[Records from a data collection]
# # # # #

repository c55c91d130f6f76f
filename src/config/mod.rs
//! Configuration module

mod site;

pub use site::SiteConfig;
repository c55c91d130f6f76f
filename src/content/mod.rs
//! Content module - handles posts, front-matter and markdown processing

mod frontmatter;
pub mod loader;
mod markdown;
mod post;

pub use frontmatter::{parse_date_string, FieldValue, FrontMatter};
pub use markdown::{extract_references, MarkdownRenderer, References};
pub use post::Post;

# # # # #

**INSTRUCTIONS FOR THE TASK**
Every line of the data is to be retyped without alteration.

**OUTPUT FOR THIS EXERCISE**
repository c55c91d130f6f76f
filename src/config/mod.rs
//! Configuration module

mod site;

pub use site::SiteConfig;
repository c55c91d130f6f76f
filename src/content/mod.rs
//! Content module - handles posts, front-matter and markdown processing

mod frontmatter;
pub mod loader;
mod markdown;
mod post;

pub use frontmatter::{parse_date_string, FieldValue, FrontMatter};
pub use markdown::{extract_references, MarkdownRenderer, References};
pub use post::Post;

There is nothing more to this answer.